## Task objective
From the first line through the line containing "pub struct ByteCounter", transcribe the records exactly and include no other lines.

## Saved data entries
---------------
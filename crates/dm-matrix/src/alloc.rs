use std::fmt;
use std::mem;
use std::ops::{Deref, DerefMut};
use std::sync::atomic::{AtomicUsize, Ordering};
use std::sync::{Arc, OnceLock};

use tracing::trace;

use crate::error::{MatrixError, Result};

#[derive(Debug, Default)]
struct Counters {
    bytes: AtomicUsize,
    allocated: AtomicUsize,
    deallocated: AtomicUsize,
}

/// Allocation counters shared between every clone of the handle.
///
/// `allocated` and `deallocated` count calls, `bytes` is the number of bytes
/// currently held by live buffers.
#[derive(Debug, Clone, Default)]
pub struct ByteCounter {
    inner: Arc<Counters>,
}

/// A point-in-time copy of a [`ByteCounter`].
#[derive(Debug, Clone, Copy, Default, PartialEq, Eq)]
pub struct CounterSnapshot {
    pub bytes: usize,
    pub allocated: usize,
    pub deallocated: usize,
}

impl ByteCounter {
    pub fn new() -> Self {
        Self::default()
    }

    fn increase(&self, amount: usize) {
        self.inner.bytes.fetch_add(amount, Ordering::Relaxed);
        self.inner.allocated.fetch_add(1, Ordering::Relaxed);
    }

    fn decrease(&self, amount: usize) {
        self.inner.bytes.fetch_sub(amount, Ordering::Relaxed);
        self.inner.deallocated.fetch_add(1, Ordering::Relaxed);
    }

    /// Bytes allocated and not yet released.
    pub fn bytes(&self) -> usize {
        self.inner.bytes.load(Ordering::Relaxed)
    }

    /// Number of allocation calls made so far.
    pub fn allocated(&self) -> usize {
        self.inner.allocated.load(Ordering::Relaxed)
    }

    /// Number of deallocation calls made so far.
    pub fn deallocated(&self) -> usize {
        self.inner.deallocated.load(Ordering::Relaxed)
    }

    pub fn snapshot(&self) -> CounterSnapshot {
        CounterSnapshot {
            bytes: self.bytes(),
            allocated: self.allocated(),
            deallocated: self.deallocated(),
        }
    }

    /// Returns true if both handles update the same counters.
    pub fn ptr_eq(&self, other: &ByteCounter) -> bool {
        Arc::ptr_eq(&self.inner, &other.inner)
    }
}

/// Allocator handle that records every allocation and release in a
/// [`ByteCounter`].
///
/// Handles are cheap to clone. Two handles compare equal when they share a
/// counter, which is what a container checks before moving storage between
/// instances.
#[derive(Debug, Clone, Default)]
pub struct TrackingAllocator {
    counter: ByteCounter,
}

impl TrackingAllocator {
    /// Create an allocator with its own, zeroed counters.
    pub fn new() -> Self {
        Self::default()
    }

    /// The process-wide allocator used by [`crate::Matrix::new`].
    pub fn global() -> &'static TrackingAllocator {
        static GLOBAL: OnceLock<TrackingAllocator> = OnceLock::new();
        GLOBAL.get_or_init(TrackingAllocator::new)
    }

    pub fn counter(&self) -> &ByteCounter {
        &self.counter
    }

    /// Allocate storage for `n` default-initialised elements.
    ///
    /// A zero-length request does not touch the system allocator and is not
    /// counted.
    ///
    /// # Errors
    /// Returns [`MatrixError::Allocation`] if the byte size overflows or the
    /// system allocator cannot satisfy the request.
    pub fn allocate<T: Clone + Default>(&self, n: usize) -> Result<TrackedBuffer<T>> {
        if n == 0 {
            return Ok(TrackedBuffer::empty(self.clone()));
        }

        let elem_size = mem::size_of::<T>();
        let failed = || MatrixError::Allocation {
            elements: n,
            elem_size,
        };
        let bytes = n.checked_mul(elem_size).ok_or_else(failed)?;

        let mut data = Vec::new();
        data.try_reserve_exact(n).map_err(|_| failed())?;
        data.resize(n, T::default());

        self.counter.increase(bytes);
        trace!(elements = n, bytes, "allocate");
        Ok(TrackedBuffer {
            data,
            alloc: self.clone(),
        })
    }

    /// Release a buffer previously obtained from [`allocate`](Self::allocate).
    ///
    /// Equivalent to dropping it.
    ///
    /// # Panics
    /// Panics if `buffer` was allocated by an allocator that does not share
    /// this one's counter. The buffer is still released to its own counter.
    pub fn deallocate<T>(&self, buffer: TrackedBuffer<T>) {
        assert!(
            buffer.alloc == *self,
            "buffer released through a foreign allocator"
        );
        drop(buffer);
    }

    fn release(&self, bytes: usize) {
        self.counter.decrease(bytes);
        trace!(bytes, "deallocate");
    }

    pub fn bytes(&self) -> usize {
        self.counter.bytes()
    }

    pub fn allocated(&self) -> usize {
        self.counter.allocated()
    }

    pub fn deallocated(&self) -> usize {
        self.counter.deallocated()
    }
}

impl PartialEq for TrackingAllocator {
    fn eq(&self, other: &Self) -> bool {
        self.counter.ptr_eq(&other.counter)
    }
}

impl Eq for TrackingAllocator {}

/// Bytes currently held through the global allocator.
pub fn bytes() -> usize {
    TrackingAllocator::global().bytes()
}

/// Allocation calls made through the global allocator.
pub fn allocated() -> usize {
    TrackingAllocator::global().allocated()
}

/// Deallocation calls made through the global allocator.
pub fn deallocated() -> usize {
    TrackingAllocator::global().deallocated()
}

/// Contiguous owned storage obtained from a [`TrackingAllocator`].
///
/// The release is recorded when the buffer is dropped.
pub struct TrackedBuffer<T> {
    data: Vec<T>,
    alloc: TrackingAllocator,
}

impl<T> TrackedBuffer<T> {
    /// An empty buffer that owns no storage.
    pub fn empty(alloc: TrackingAllocator) -> Self {
        TrackedBuffer {
            data: Vec::new(),
            alloc,
        }
    }

    pub fn len(&self) -> usize {
        self.data.len()
    }

    pub fn is_empty(&self) -> bool {
        self.data.is_empty()
    }

    pub fn allocator(&self) -> &TrackingAllocator {
        &self.alloc
    }

    fn byte_len(&self) -> usize {
        self.data.len() * mem::size_of::<T>()
    }
}

impl<T> Drop for TrackedBuffer<T> {
    fn drop(&mut self) {
        if !self.data.is_empty() {
            self.alloc.release(self.byte_len());
        }
    }
}

impl<T: Clone> Clone for TrackedBuffer<T> {
    fn clone(&self) -> Self {
        if self.data.is_empty() {
            return TrackedBuffer::empty(self.alloc.clone());
        }
        let data = self.data.clone();
        self.alloc.counter.increase(self.byte_len());
        trace!(elements = data.len(), "allocate (clone)");
        TrackedBuffer {
            data,
            alloc: self.alloc.clone(),
        }
    }
}

impl<T> Deref for TrackedBuffer<T> {
    type Target = [T];

    fn deref(&self) -> &[T] {
        &self.data
    }
}

impl<T> DerefMut for TrackedBuffer<T> {
    fn deref_mut(&mut self) -> &mut [T] {
        &mut self.data
    }
}

impl<T: fmt::Debug> fmt::Debug for TrackedBuffer<T> {
    fn fmt(&self, f: &mut fmt::Formatter<'_>) -> fmt::Result {
        f.debug_list().entries(self.data.iter()).finish()
    }
}

#[cfg(test)]
mod tests {
    use super::*;

    #[test]
    fn test_allocate_counts_bytes_and_calls() {
        let alloc = TrackingAllocator::new();
        let buf = alloc.allocate::<f64>(100).unwrap();
        assert_eq!(buf.len(), 100);
        assert!(buf.iter().all(|&v| v == 0.0));
        assert_eq!(alloc.bytes(), 800);
        assert_eq!(alloc.allocated(), 1);
        assert_eq!(alloc.deallocated(), 0);

        alloc.deallocate(buf);
        assert_eq!(alloc.bytes(), 0);
        assert_eq!(alloc.allocated(), 1);
        assert_eq!(alloc.deallocated(), 1);
    }

    #[test]
    fn test_drop_releases() {
        let alloc = TrackingAllocator::new();
        {
            let _a = alloc.allocate::<u32>(4).unwrap();
            let _b = alloc.allocate::<u8>(3).unwrap();
            assert_eq!(alloc.bytes(), 19);
        }
        assert_eq!(
            alloc.counter().snapshot(),
            CounterSnapshot {
                bytes: 0,
                allocated: 2,
                deallocated: 2,
            }
        );
    }

    #[test]
    fn test_zero_length_not_counted() {
        let alloc = TrackingAllocator::new();
        let buf = alloc.allocate::<f64>(0).unwrap();
        assert!(buf.is_empty());
        drop(buf);
        assert_eq!(alloc.counter().snapshot(), CounterSnapshot::default());
    }

    #[test]
    fn test_clone_is_counted() {
        let alloc = TrackingAllocator::new();
        let mut a = alloc.allocate::<f64>(2).unwrap();
        a[1] = 5.0;
        let b = a.clone();
        assert_eq!(&b[..], &[0.0, 5.0]);
        assert_eq!(alloc.allocated(), 2);
        assert_eq!(alloc.bytes(), 32);
        assert_eq!(b.allocator(), &alloc);
    }

    #[test]
    fn test_overflow_is_an_error() {
        let alloc = TrackingAllocator::new();
        let err = alloc.allocate::<f64>(usize::MAX).unwrap_err();
        assert_eq!(
            err,
            MatrixError::Allocation {
                elements: usize::MAX,
                elem_size: 8
            }
        );
        assert!(alloc.allocate::<f64>(usize::MAX / 8).is_err());
        assert_eq!(alloc.counter().snapshot(), CounterSnapshot::default());
    }

    #[test]
    fn test_equality_follows_counter() {
        let a = TrackingAllocator::new();
        let b = a.clone();
        let c = TrackingAllocator::new();
        assert_eq!(a, b);
        assert_ne!(a, c);
        assert_eq!(TrackingAllocator::global(), TrackingAllocator::global());
    }

    #[test]
    fn test_allocated_never_below_deallocated() {
        let alloc = TrackingAllocator::new();
        for n in 1..20 {
            let buf = alloc.allocate::<f64>(n).unwrap();
            assert!(alloc.allocated() > alloc.deallocated());
            drop(buf);
            assert_eq!(alloc.allocated(), alloc.deallocated());
        }
        assert_eq!(alloc.allocated(), 19);
    }

    #[test]
    fn test_deallocate_through_clone() {
        let alloc = TrackingAllocator::new();
        let buf = alloc.allocate::<f64>(3).unwrap();
        alloc.clone().deallocate(buf);
        assert_eq!(alloc.deallocated(), 1);
        assert_eq!(alloc.bytes(), 0);
    }

    #[test]
    #[should_panic(expected = "foreign allocator")]
    fn test_deallocate_foreign_buffer_panics() {
        let owner = TrackingAllocator::new();
        let other = TrackingAllocator::new();
        let buf = owner.allocate::<f64>(3).unwrap();
        other.deallocate(buf);
    }
}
---------------
## Your response
filename crates/dm-matrix/src/alloc.rs
use std::fmt;
use std::mem;
use std::ops::{Deref, DerefMut};
use std::sync::atomic::{AtomicUsize, Ordering};
use std::sync::{Arc, OnceLock};

use tracing::trace;

use crate::error::{MatrixError, Result};

#[derive(Debug, Default)]
struct Counters {
    bytes: AtomicUsize,
    allocated: AtomicUsize,
    deallocated: AtomicUsize,
}

/// Allocation counters shared between every clone of the handle.
///
/// `allocated` and `deallocated` count calls, `bytes` is the number of bytes
/// currently held by live buffers.
#[derive(Debug, Clone, Default)]
pub struct ByteCounter {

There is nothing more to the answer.